The moment a person changes from regular clothes into a hospital gown, dignity officially becomes a negotiable concept. One minute, you are a functioning adult with opinions and personal boundaries. The next minute, you are wearing what appears to be an open-backed napkin secured by two strings and a prayer. Yet even in this deeply vulnerable state, men and women often react in hilariously different ways when it comes to modesty in the hospital.


Women tend to enter the hospital already emotionally preparing for humiliation. Before a single procedure has even begun, a woman is quietly calculating exactly how much of her body is about to become public property. She asks questions like, “Will I need to remove my bra?” “Will people be coming in and out?” and “Is this gown tied correctly?” Meanwhile, five different medical professionals have already seen her shoulder, knee, and possibly one entire side of her body while she was trying to preserve “privacy” with a six-inch blanket.

Men, on the other hand, often begin with tremendous confidence. A man walking into a hospital room may casually announce, “Eh, they’ve seen it all before.” This fearless attitude usually lasts right up until the moment a nurse says, “Sir, we’re going to insert the catheter now. A man is more interested in ending whatever pain they are in than worrying about who sees his private parts.

Women also tend to assume that every exposed body part is being silently evaluated. If a female patient has surgery at 7 a.m., there is a good chance she spent the night before apologizing internally for not moisturizing her legs. Somewhere in her mind, she believes a surgical team of twelve people may pause mid-operation to discuss her dry elbows or the extra pounds that she put on during the winter. Logic does not matter. Hospital vulnerability awakens insecurities that women forgot they even had.
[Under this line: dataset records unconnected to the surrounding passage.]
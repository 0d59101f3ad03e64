//! Demo: watch with a custom keyword priority list.
//!
//! The matcher scans keywords in order; the first keyword with a 4-8 digit
//! run within 30 characters wins. This demo also shows running the matcher
//! standalone, without any mailbox.
//!
//! # Usage
//!
//! ```bash
//! export OTP_WATCH_MAILBOX="your@email.com"
//! export OTP_WATCH_CREDENTIAL="your-app-password"
//! cargo run --example custom_keywords
//! ```

use otp_watch::matcher::OtpMatcher;
use otp_watch::{watcher, WatchConfig};
use std::env;
use std::time::Duration;

#[tokio::main]
async fn main() -> otp_watch::Result<()> {
    // The matcher is a pure function of text and keyword list; try it dry
    let matcher = OtpMatcher::new(["token", "access code", "tan"]);
    let sample = "Your access code is 48120, valid for 10 minutes.";
    match matcher.find(sample) {
        Some(found) => println!("dry run: {} via {}", found.code(), found.provenance()),
        None => println!("dry run: no match"),
    }

    let mailbox =
        env::var("OTP_WATCH_MAILBOX").expect("OTP_WATCH_MAILBOX environment variable required");
    let credential = env::var("OTP_WATCH_CREDENTIAL")
        .expect("OTP_WATCH_CREDENTIAL environment variable required");

    // The same keyword list, applied to a live watch
    let config = WatchConfig::builder()
        .mailbox(&mailbox)
        .credential(credential)
        .keywords(["token", "access code", "tan"])
        .poll_interval(Duration::from_secs(2))
        .max_wait(Duration::from_secs(300))
        .build()?;

    println!("Watching {mailbox} for token emails (5 minute deadline)...");

    let handle = watcher::watch(config).await?;
    match handle.wait().await {
        Ok(candidate) => println!("Got: {} via {}", candidate.code(), candidate.provenance()),
        Err(e) => println!("Watch ended without a passcode: {e}"),
    }

    Ok(())
}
Men experience an entirely different psychological crisis. Their concern is less about appearance and more about territory. A woman may worry about being seen. A man worries about losing control of the situation entirely. This explains why male patients often attempt negotiations that no one in medical history has ever won. “Do we really need to do that test?” “Can’t we skip that part?” “Isn’t there another way?” Hospitals are filled with brave men who survived business mergers, military service, and New York traffic but are emotionally destroyed by the phrase, “Please change into this gown.”
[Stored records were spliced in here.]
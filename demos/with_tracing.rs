//! Demo: structured logging with the `tracing` ecosystem.
//!
//! Every stage of the watch emits spans and events: connection, TLS,
//! authentication, each poll tick with its state, and the final match with
//! its provenance.
//!
//! # Usage
//!
//! ```bash
//! export OTP_WATCH_MAILBOX="your@email.com"
//! export OTP_WATCH_CREDENTIAL="your-app-password"
//! # Set log level (trace, debug, info, warn, error)
//! export RUST_LOG=otp_watch=debug
//!
//! cargo run --example with_tracing
//! ```

use otp_watch::{watcher, WatchConfig};
use std::env;
use std::time::Duration;
use tracing_subscriber::fmt::format::FmtSpan;
use tracing_subscriber::EnvFilter;

#[tokio::main]
async fn main() -> otp_watch::Result<()> {
    tracing_subscriber::fmt()
        .with_env_filter(
            EnvFilter::try_from_default_env().unwrap_or_else(|_| EnvFilter::new("otp_watch=info")),
        )
        .with_span_events(FmtSpan::ENTER | FmtSpan::EXIT)
        .with_target(true)
        .init();

    let mailbox =
        env::var("OTP_WATCH_MAILBOX").expect("OTP_WATCH_MAILBOX environment variable required");
    let credential = env::var("OTP_WATCH_CREDENTIAL")
        .expect("OTP_WATCH_CREDENTIAL environment variable required");

    tracing::info!(mailbox = %mailbox, "Starting watch");

    let config = WatchConfig::builder()
        .mailbox(&mailbox)
        .credential(credential)
        .poll_interval(Duration::from_secs(5))
        .max_wait(Duration::from_secs(60))
        .build()?;

    let handle = watcher::watch(config).await?;

    match handle.wait().await {
        Ok(candidate) => {
            tracing::info!(provenance = %candidate.provenance(), "Found passcode");
            println!("\nFound passcode: {candidate}");
        }
        Err(e) => {
            tracing::warn!(error = %e, category = %e.category(), "Watch ended without a passcode");
            println!("\nNo passcode: {e}");
        }
    }

    Ok(())
}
And then there is the audience issue. Women somehow remain aware of everyone else in the room, even while medicated. They will still whisper, “Close the curtain,” despite the fact that the curtain is separating them from exactly one confused vending machine and a Ficus plant. Men, meanwhile, become intensely concerned about whether they’ll be able to watch their favorite sport on the room television.


Ironically, both sexes eventually arrive at the same emotional destination: complete surrender. After enough blood draws, scans, temperature checks, blood pressure readings, and people asking, “Can you scoot down just a little further?” modesty slowly dies. The hospital has a way of reducing every human being to the exact same thought: “I no longer care. Just fix me.” This usually occurs around the third day, when even the most private patient is casually discussing bowel movements with strangers while eating lime gelatin.
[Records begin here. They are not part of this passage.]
//! Message body normalization.
//!
//! Turns one raw mail message, possibly multi-part and possibly HTML, into a
//! single plain text string the matcher can scan. Decoding is best-effort by
//! design: malformed charsets, broken parts, or unparseable messages degrade
//! to lossy text, never to an error. A message that cannot be decoded simply
//! yields text that will not match.
//!
//! Part policy, for multi-part messages:
//! - `text/plain` leaves accumulate into a plain buffer, verbatim.
//! - `text/html` leaves are tag-stripped and whitespace-collapsed into a
//!   separate buffer.
//! - Everything else (attachments, images, nested containers' own payloads)
//!   is skipped.
//!
//! The plain buffer wins whenever it contains anything non-whitespace;
//! otherwise the HTML buffer is the result. Single-part messages are decoded
//! directly as plain text, whatever their declared type.

use crate::transport::RawMessage;
use mailparse::ParsedMail;
use tracing::debug;

/// Decodes a raw message into normalized text.
///
/// Never fails: a message that cannot be parsed at all is decoded as lossy
/// UTF-8 of its raw bytes.
#[must_use]
pub fn decode(message: &RawMessage) -> String {
    let parsed = match mailparse::parse_mail(message.bytes()) {
        Ok(parsed) => parsed,
        Err(e) => {
            debug!(id = %message.id(), error = %e, "Message unparseable, using lossy raw text");
            return String::from_utf8_lossy(message.bytes()).into_owned();
        }
    };

    if parsed.subparts.is_empty() {
        return best_effort_body(&parsed).unwrap_or_default();
    }

    let mut plain = String::new();
    let mut html = String::new();
    collect_parts(&parsed, &mut plain, &mut html);

    if plain.chars().any(|c| !c.is_whitespace()) {
        plain
    } else {
        html
    }
}

/// Walks the part tree depth-first, accumulating plain and HTML text.
fn collect_parts(part: &ParsedMail<'_>, plain: &mut String, html: &mut String) {
    for subpart in &part.subparts {
        if !subpart.subparts.is_empty() {
            collect_parts(subpart, plain, html);
            continue;
        }

        match subpart.ctype.mimetype.to_ascii_lowercase().as_str() {
            "text/plain" => {
                if let Some(text) = best_effort_body(subpart) {
                    plain.push_str(&text);
                }
            }
            "text/html" => {
                if let Some(text) = best_effort_body(subpart) {
                    let stripped = strip_html(&text);
                    if !stripped.is_empty() {
                        if !html.is_empty() {
                            html.push(' ');
                        }
                        html.push_str(&stripped);
                    }
                }
            }
            _ => {}
        }
    }
}

/// Decodes one part's payload, falling back to lossy UTF-8 when the declared
/// charset fails. Returns `None` only when the payload itself is unreadable.
fn best_effort_body(part: &ParsedMail<'_>) -> Option<String> {
    match part.get_body() {
        Ok(text) => Some(text),
        Err(e) => {
            debug!(error = %e, "Charset decode failed, using lossy UTF-8");
            part.get_body_raw()
                .ok()
                .map(|raw| String::from_utf8_lossy(&raw).into_owned())
        }
    }
}

/// Removes markup tags, decodes the common entities, and collapses all
/// whitespace runs to single spaces.
fn strip_html(html: &str) -> String {
    let mut text = String::with_capacity(html.len());
    let mut in_tag = false;
    for ch in html.chars() {
        match ch {
            '<' => in_tag = true,
            '>' => in_tag = false,
            _ if !in_tag => text.push(ch),
            _ => {}
        }
    }

    let text = text
        .replace("&nbsp;", " ")
        .replace("&amp;", "&")
        .replace("&lt;", "<")
        .replace("&gt;", ">")
        .replace("&quot;", "\"")
        .replace("&#39;", "'");

    text.split_whitespace().collect::<Vec<_>>().join(" ")
}

#[cfg(test)]
mod tests {
    use super::*;
    use crate::transport::{MessageId, RawMessage};

    fn message(raw: &str) -> RawMessage {
        RawMessage::new(MessageId(1), raw.as_bytes().to_vec())
    }

    fn multipart(parts: &[(&str, &str)]) -> RawMessage {
        let mut raw = String::from(
            "From: sender@example.com\r\n\
             To: user@example.com\r\n\
             MIME-Version: 1.0\r\n\
             Content-Type: multipart/alternative; boundary=\"sep\"\r\n\r\n",
        );
        for (ctype, body) in parts {
            raw.push_str("--sep\r\n");
            raw.push_str(&format!("Content-Type: {ctype}\r\n\r\n"));
            raw.push_str(body);
            raw.push_str("\r\n");
        }
        raw.push_str("--sep--\r\n");
        message(&raw)
    }

    #[test]
    fn test_single_part_plain() {
        let msg = message(
            "From: a@b.c\r\nTo: x@y.z\r\n\r\nYour code is 123456.",
        );
        assert_eq!(decode(&msg), "Your code is 123456.");
    }

    #[test]
    fn test_single_part_html_not_stripped() {
        // Single-part messages are taken as plain text whatever the type
        let msg = message(
            "From: a@b.c\r\nContent-Type: text/html\r\n\r\n<p>code 1234</p>",
        );
        assert_eq!(decode(&msg), "<p>code 1234</p>");
    }

    #[test]
    fn test_multipart_plain_wins_over_html() {
        let msg = multipart(&[
            ("text/html; charset=utf-8", "<b>html code 999999</b>"),
            ("text/plain; charset=utf-8", "plain code 111111"),
        ]);
        let text = decode(&msg);
        assert!(text.contains("plain code 111111"));
        assert!(!text.contains("999999"));
    }

    #[test]
    fn test_multipart_plain_wins_regardless_of_order() {
        let msg = multipart(&[
            ("text/plain; charset=utf-8", "plain code 111111"),
            ("text/html; charset=utf-8", "<b>html code 999999</b>"),
        ]);
        let text = decode(&msg);
        assert!(text.contains("plain code 111111"));
        assert!(!text.contains("999999"));
    }

    #[test]
    fn test_multipart_html_only_strips_tags() {
        let msg = multipart(&[(
            "text/html; charset=utf-8",
            "<html><body><p>Your   verification\r\npin is: <b>483920</b>.</p></body></html>",
        )]);
        let text = decode(&msg);
        assert_eq!(text, "Your verification pin is: 483920.");
        assert!(!text.contains('<'));
        assert!(!text.contains('>'));
    }

    #[test]
    fn test_whitespace_collapsed_to_single_spaces() {
        let msg = multipart(&[(
            "text/html",
            "<div>one</div>\r\n\t<div>two&nbsp;&nbsp;three</div>",
        )]);
        assert_eq!(decode(&msg), "one two three");
    }

    #[test]
    fn test_html_entities_decoded() {
        let msg = multipart(&[("text/html", "a &amp; b &lt;c&gt; &#39;d&#39;")]);
        assert_eq!(decode(&msg), "a & b <c> 'd'");
    }

    #[test]
    fn test_whitespace_only_plain_falls_back_to_html() {
        let msg = multipart(&[
            ("text/plain", "  \r\n\t "),
            ("text/html", "<p>html 483920</p>"),
        ]);
        assert_eq!(decode(&msg), "html 483920");
    }

    #[test]
    fn test_other_parts_skipped() {
        let msg = multipart(&[
            ("application/pdf", "%PDF-1.4 binary-ish payload"),
            ("text/plain", "the real body"),
        ]);
        assert_eq!(decode(&msg), "the real body");
    }

    #[test]
    fn test_nested_multipart_walked_depth_first() {
        let raw = "From: a@b.c\r\n\
                   MIME-Version: 1.0\r\n\
                   Content-Type: multipart/mixed; boundary=\"outer\"\r\n\r\n\
                   --outer\r\n\
                   Content-Type: multipart/alternative; boundary=\"inner\"\r\n\r\n\
                   --inner\r\n\
                   Content-Type: text/html\r\n\r\n\
                   <p>nested html</p>\r\n\
                   --inner\r\n\
                   Content-Type: text/plain\r\n\r\n\
                   nested plain 123456\r\n\
                   --inner--\r\n\
                   --outer--\r\n";
        let text = decode(&message(raw));
        assert!(text.contains("nested plain 123456"));
        assert!(!text.contains("nested html"));
    }

    #[test]
    fn test_multiple_plain_parts_accumulate() {
        let msg = multipart(&[
            ("text/plain", "first half "),
            ("text/plain", "second half"),
        ]);
        let text = decode(&msg);
        assert!(text.contains("first half"));
        assert!(text.contains("second half"));
    }

    #[test]
    fn test_malformed_bytes_degrade_to_lossy_text() {
        // Invalid UTF-8 in the body is replaced, never fatal
        let mut raw = b"From: a@b.c\r\nContent-Type: text/plain; charset=utf-8\r\n\r\ncode 555555 ".to_vec();
        raw.extend_from_slice(&[0xff, 0xfe]);
        raw.extend_from_slice(b" end");
        let msg = RawMessage::new(MessageId(7), raw);
        let text = decode(&msg);
        assert!(text.contains("code 555555"));
    }

    #[test]
    fn test_empty_message() {
        let msg = message("From: a@b.c\r\n\r\n");
        assert_eq!(decode(&msg), "");
    }

    #[test]
    fn test_decode_does_not_consume_message() {
        let msg = multipart(&[("text/plain", "same every time")]);
        assert_eq!(decode(&msg), decode(&msg));
    }
}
Perhaps that is the great equalizer of hospitals. Beneath all the differences between men and women, the bravado, the embarrassment, the strategic blanket placement, the panic over gowns, everyone eventually discovers the same uncomfortable truth: illness strips away vanity faster than anything else in life. Also, no hospital gown in human history has ever actually closed properly in the back. That, apparently, is the one thing modern medicine still cannot cure.